» **What you need to do**:
When a line in the records contains the string "super", copy that line.

+===+

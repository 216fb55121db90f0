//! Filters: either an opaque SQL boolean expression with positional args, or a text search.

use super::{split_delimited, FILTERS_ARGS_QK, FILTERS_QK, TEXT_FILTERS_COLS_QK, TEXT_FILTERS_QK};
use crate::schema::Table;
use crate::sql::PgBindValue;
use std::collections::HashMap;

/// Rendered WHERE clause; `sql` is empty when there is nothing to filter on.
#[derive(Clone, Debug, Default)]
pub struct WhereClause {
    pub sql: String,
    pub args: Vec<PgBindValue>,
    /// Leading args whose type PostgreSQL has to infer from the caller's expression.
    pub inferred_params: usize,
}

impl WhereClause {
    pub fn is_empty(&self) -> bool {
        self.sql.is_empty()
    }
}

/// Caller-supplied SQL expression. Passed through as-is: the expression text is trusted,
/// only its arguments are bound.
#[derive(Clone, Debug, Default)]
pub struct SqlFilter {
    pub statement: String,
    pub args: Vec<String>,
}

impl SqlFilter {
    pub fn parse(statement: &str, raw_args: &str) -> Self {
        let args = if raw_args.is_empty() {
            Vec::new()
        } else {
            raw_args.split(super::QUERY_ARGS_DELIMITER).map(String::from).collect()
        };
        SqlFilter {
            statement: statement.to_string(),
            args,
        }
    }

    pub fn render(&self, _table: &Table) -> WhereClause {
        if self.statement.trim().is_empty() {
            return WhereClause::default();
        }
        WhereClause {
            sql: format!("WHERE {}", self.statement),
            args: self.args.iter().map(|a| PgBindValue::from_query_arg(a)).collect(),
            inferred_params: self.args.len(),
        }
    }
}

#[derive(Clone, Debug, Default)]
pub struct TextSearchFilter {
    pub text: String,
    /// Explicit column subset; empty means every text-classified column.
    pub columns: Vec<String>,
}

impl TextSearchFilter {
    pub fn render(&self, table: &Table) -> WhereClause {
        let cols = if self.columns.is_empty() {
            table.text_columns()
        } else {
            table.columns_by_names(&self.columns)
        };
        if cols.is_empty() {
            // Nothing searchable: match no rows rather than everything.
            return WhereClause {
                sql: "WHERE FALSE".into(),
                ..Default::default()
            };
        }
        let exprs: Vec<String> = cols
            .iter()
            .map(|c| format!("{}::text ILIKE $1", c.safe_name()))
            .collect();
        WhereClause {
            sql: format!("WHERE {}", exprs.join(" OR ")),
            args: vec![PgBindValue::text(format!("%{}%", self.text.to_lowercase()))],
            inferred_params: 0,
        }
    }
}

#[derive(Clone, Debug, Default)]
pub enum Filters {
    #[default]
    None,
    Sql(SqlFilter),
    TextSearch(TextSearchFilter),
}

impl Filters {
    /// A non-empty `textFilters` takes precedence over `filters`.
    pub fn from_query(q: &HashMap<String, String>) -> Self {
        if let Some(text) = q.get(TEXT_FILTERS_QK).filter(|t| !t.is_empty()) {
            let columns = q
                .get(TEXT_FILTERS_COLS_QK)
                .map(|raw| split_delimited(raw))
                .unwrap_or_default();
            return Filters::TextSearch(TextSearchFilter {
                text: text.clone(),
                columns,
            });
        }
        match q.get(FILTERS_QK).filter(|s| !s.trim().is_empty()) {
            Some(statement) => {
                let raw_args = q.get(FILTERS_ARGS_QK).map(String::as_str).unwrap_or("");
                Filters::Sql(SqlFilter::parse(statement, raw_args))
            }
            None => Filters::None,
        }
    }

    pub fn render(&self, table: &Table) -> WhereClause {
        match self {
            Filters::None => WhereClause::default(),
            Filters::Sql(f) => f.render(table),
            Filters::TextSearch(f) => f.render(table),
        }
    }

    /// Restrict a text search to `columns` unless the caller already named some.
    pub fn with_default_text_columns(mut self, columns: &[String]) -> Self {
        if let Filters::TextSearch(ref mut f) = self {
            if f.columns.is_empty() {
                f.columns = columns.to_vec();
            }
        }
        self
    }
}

+===+

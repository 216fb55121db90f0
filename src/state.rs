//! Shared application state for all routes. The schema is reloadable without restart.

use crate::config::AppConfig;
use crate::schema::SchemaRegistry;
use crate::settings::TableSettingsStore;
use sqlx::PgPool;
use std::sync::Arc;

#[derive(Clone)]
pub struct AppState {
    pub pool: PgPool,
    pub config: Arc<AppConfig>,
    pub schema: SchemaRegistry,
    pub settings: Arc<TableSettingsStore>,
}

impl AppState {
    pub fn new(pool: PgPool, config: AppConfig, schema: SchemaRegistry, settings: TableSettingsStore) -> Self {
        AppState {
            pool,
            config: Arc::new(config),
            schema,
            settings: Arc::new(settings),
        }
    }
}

+===+

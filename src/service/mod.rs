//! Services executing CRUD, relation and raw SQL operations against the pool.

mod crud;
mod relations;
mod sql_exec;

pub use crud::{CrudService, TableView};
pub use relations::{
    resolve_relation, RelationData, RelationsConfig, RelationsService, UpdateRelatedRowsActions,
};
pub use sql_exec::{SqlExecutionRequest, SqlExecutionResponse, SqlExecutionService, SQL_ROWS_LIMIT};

+===+

» **Reply**:
use super::{split_delimited, FILTERS_ARGS_QK, FILTERS_QK, TEXT_FILTERS_COLS_QK, TEXT_FILTERS_QK};
            raw_args.split(super::QUERY_ARGS_DELIMITER).map(String::from).collect()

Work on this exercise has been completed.